Published: 2026-06-01 • Updated: 2026-06-20

Monitoring and Observability in Spring AI

Monitoring and observability are critical for production Spring AI applications. A normal Spring Boot API can be monitored using logs, metrics, traces, error rates, and response times. But an AI application needs more visibility because an AI response can be technically successful but still wrong, slow, expensive, unsafe, or poorly grounded.

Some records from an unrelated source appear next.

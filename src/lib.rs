// src/lib.rs
pub mod abundance;
pub mod composition;
pub mod error;
pub mod fasta;
pub mod rarefy;
pub mod stats;
pub mod types;

use std::fmt::Write as FmtWrite;
use std::path::{Path, PathBuf};

use crate::abundance::AbundanceTable;
use crate::error::RarefyError;
use crate::fasta::{dedup_by_id, read_fasta_records};
use crate::rarefy::{
    build_read_pool, generate_steps, rarefy, summarize_recovery, ReadPool, RecoverySummary,
    SamplingMode, SamplingUnit, Seeding,
};
use crate::types::{FastaRecord, RarefactionRow};

/// Column header of the rarefaction table.
pub const RAREFACTION_HEADER: &str = "sampleSize\tmean\tsd\tmin\tp05\tp25\tp50\tp75\tp95\tmax";

/// Settings for one rarefaction run. Defaults match the command line.
#[derive(Debug, Clone, PartialEq)]
pub struct RarefyConfig {
    pub fasta_path: PathBuf,
    pub abundance_path: Option<PathBuf>,
    /// Range endpoints, in either order.
    pub range: (usize, usize),
    pub step: usize,
    pub replicates: usize,
    pub unit: SamplingUnit,
    pub mode: SamplingMode,
    pub seeding: Seeding,
    /// Compute the closing recovery summary after the table.
    pub summary: bool,
}

impl Default for RarefyConfig {
    fn default() -> Self {
        Self {
            fasta_path: PathBuf::new(),
            abundance_path: None,
            range: (0, 20000),
            step: 100,
            replicates: 100,
            unit: SamplingUnit::default(),
            mode: SamplingMode::default(),
            seeding: Seeding::default(),
            summary: true,
        }
    }
}

/// Loaded input of a run: sampling sizes, records and the read pool built from them.
#[derive(Debug)]
pub struct RarefactionInput {
    pub steps: Vec<usize>,
    pub records: Vec<FastaRecord>,
    pub pool: ReadPool,
    /// Number of abundance entries, when a table was given.
    pub abundances: Option<usize>,
}

/// Everything a rarefaction run produces.
#[derive(Debug)]
pub struct RarefactionResults {
    /// One row per sampling size, in step order.
    pub rows: Vec<RarefactionRow>,
    /// Reads in the pool after abundance expansion.
    pub pool_size: usize,
    /// Distinct read values in the pool.
    pub distinct_reads: usize,
    /// Only present when `RarefyConfig::summary` is set.
    pub recovery: Option<RecoverySummary>,
}

impl RarefactionResults {
    /// Generate the tab-separated rarefaction table on demand
    pub fn get_rarefaction_table(&self) -> String {
        let mut output = String::new();
        writeln!(output, "{}", RAREFACTION_HEADER).unwrap();
        for row in &self.rows {
            let s = &row.summary;
            writeln!(
                output,
                "{}\t{}\t{}\t{}\t{}\t{}\t{}\t{}\t{}\t{}",
                row.sample_size, s.mean, s.sd, s.min, s.p05, s.p25, s.p50, s.p75, s.p95, s.max
            )
            .unwrap();
        }
        output
    }
}

/// `reads.fasta` -> `reads_rarefied.tsv`; a path without extension gets the suffix appended.
pub fn default_output_path(fasta_path: &Path) -> PathBuf {
    let stem = fasta_path
        .file_stem()
        .map(|s| s.to_string_lossy().into_owned())
        .unwrap_or_default();
    fasta_path.with_file_name(format!("{stem}_rarefied.tsv"))
}

/// Loads the FASTA (and abundance table) and builds the read pool.
pub fn load_input(config: &RarefyConfig) -> Result<RarefactionInput, RarefyError> {
    // 1. Sampling sizes
    let steps = generate_steps(config.range.0, config.range.1, config.step)?;

    // 2. Records
    let records = dedup_by_id(read_fasta_records(&config.fasta_path)?);
    log::debug!("Read {} records from {}", records.len(), config.fasta_path.display());

    // 3. Abundances
    let abundance = match &config.abundance_path {
        Some(path) => {
            let table = AbundanceTable::from_file(path)?;
            log::debug!("Read {} abundances from {}", table.len(), path.display());
            Some(table)
        }
        None => None,
    };

    // 4. Pool
    let pool = build_read_pool(&records, abundance.as_ref(), config.unit)?;

    Ok(RarefactionInput {
        steps,
        records,
        pool,
        abundances: abundance.as_ref().map(AbundanceTable::len),
    })
}

/// Rarefies a loaded input over its steps, then optionally summarizes recovery.
///
/// `on_step` receives each row as soon as its step is finished.
pub fn rarefy_input<F>(
    config: &RarefyConfig,
    input: &RarefactionInput,
    on_step: F,
) -> Result<RarefactionResults, RarefyError>
where
    F: FnMut(&RarefactionRow),
{
    let rows = rarefy(
        &input.pool,
        &input.steps,
        config.replicates,
        config.mode,
        config.seeding,
        on_step,
    )?;

    let recovery = config.summary.then(|| {
        summarize_recovery(
            &input.pool,
            &input.records,
            config.replicates,
            config.mode,
            config.seeding,
            input.abundances.is_some(),
        )
    });

    Ok(RarefactionResults {
        rows,
        pool_size: input.pool.len(),
        distinct_reads: input.pool.distinct(),
        recovery,
    })
}

/// Unified function: load the input and rarefy it in one go.
pub fn rarefy_fasta<F>(config: &RarefyConfig, on_step: F) -> Result<RarefactionResults, RarefyError>
where
    F: FnMut(&RarefactionRow),
{
    let input = load_input(config)?;
    rarefy_input(config, &input, on_step)
}
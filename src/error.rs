//src/error.rs

use thiserror::Error;

/// Everything that can abort a rarefaction or composition run.
#[derive(Debug, Error)]
pub enum RarefyError {
    #[error("sequence '{id}' has no entry in the abundance table")]
    MissingAbundanceEntry { id: String },

    #[error("abundance '{value}' for sequence '{id}' is not a non-negative integer")]
    InvalidAbundanceValue { id: String, value: String },

    #[error("abundance table line {line_no} needs two columns, found: '{line}'")]
    MalformedAbundanceLine { line_no: usize, line: String },

    #[error("step size must be greater than zero (got {step})")]
    InvalidRange { step: usize },

    #[error(
        "maximum sampling size {size} exceeds the {pool} available reads; \
         use a smaller range or allow sampling with replacement"
    )]
    SampleSizeExceedsPool { size: usize, pool: usize },

    #[error("at least 2 replicates are needed for a standard deviation (got {replicates})")]
    InsufficientReplicates { replicates: usize },

    #[error("malformed FASTA at line {line_no}: {reason}")]
    MalformedFasta { line_no: usize, reason: String },

    #[error("no sequences found in input")]
    EmptyInput,

    #[error(transparent)]
    Io(#[from] std::io::Error),
}
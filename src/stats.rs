//src/stats.rs

use crate::error::RarefyError;
use crate::types::SampleSummary;

/// Percentiles reported for every sampling size.
pub const SUMMARY_PERCENTILES: [f64; 5] = [0.05, 0.25, 0.5, 0.75, 0.95];

pub fn mean(values: &[usize]) -> f64 {
    if values.is_empty() {
        return 0.0;
    }
    values.iter().map(|&v| v as f64).sum::<f64>() / values.len() as f64
}

/// Sample standard deviation (N - 1 denominator). `None` below two values.
pub fn sample_sd(values: &[usize]) -> Option<f64> {
    if values.len() < 2 {
        return None;
    }
    let m = mean(values);
    let ss: f64 = values
        .iter()
        .map(|&v| {
            let d = v as f64 - m;
            d * d
        })
        .sum();
    Some((ss / (values.len() - 1) as f64).sqrt())
}

/// `sorted[floor(n * p)]`, zero-indexed, no interpolation.
/// `sorted` must be ascending and non-empty.
pub fn nearest_rank_floor(sorted: &[usize], p: f64) -> usize {
    let idx = (sorted.len() as f64 * p) as usize;
    sorted[idx.min(sorted.len() - 1)]
}

/// Linear interpolation between the closest ranks, `p` in [0, 100].
/// `sorted` must be ascending and non-empty.
pub fn interpolated_percentile(sorted: &[usize], p: f64) -> f64 {
    let pos = (sorted.len() - 1) as f64 * p / 100.0;
    let lo = pos.floor() as usize;
    let hi = pos.ceil() as usize;
    let frac = pos - lo as f64;
    sorted[lo] as f64 + (sorted[hi] as f64 - sorted[lo] as f64) * frac
}

/// Reduces the distinct counts of all replicates of one step.
pub fn summarize(counts: &[usize]) -> Result<SampleSummary, RarefyError> {
    let sd = sample_sd(counts).ok_or(RarefyError::InsufficientReplicates {
        replicates: counts.len(),
    })?;

    let mut sorted = counts.to_vec();
    sorted.sort_unstable();
    let [p05, p25, p50, p75, p95] = SUMMARY_PERCENTILES.map(|p| nearest_rank_floor(&sorted, p));

    Ok(SampleSummary {
        mean: mean(counts),
        sd,
        min: sorted[0],
        p05,
        p25,
        p50,
        p75,
        p95,
        max: sorted[sorted.len() - 1],
    })
}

A Spring AI application may call chat models, embedding models, vector databases, tools, memory stores, document pipelines, and external APIs. If any layer fails or becomes slow, the user experience becomes poor.


What is Monitoring?

Monitoring means tracking the health and performance of your application using predefined metrics.

Examples:

  • API response time
  • Error count
  • CPU usage
  • Memory usage
  • LLM latency
  • Vector search latency
  • Tool call failure count

What is Observability?

Observability means understanding what is happening inside the system by using logs, metrics, traces, and events.

User Request
   |
   v
Controller
   |
   v
ChatClient
   |
   v
RAG Search
   |
   v
Tool Call
   |
   v
Model Response
   |
   v
Final Answer

Observability helps you identify where the problem happened.


Why Observability is Important in Spring AI?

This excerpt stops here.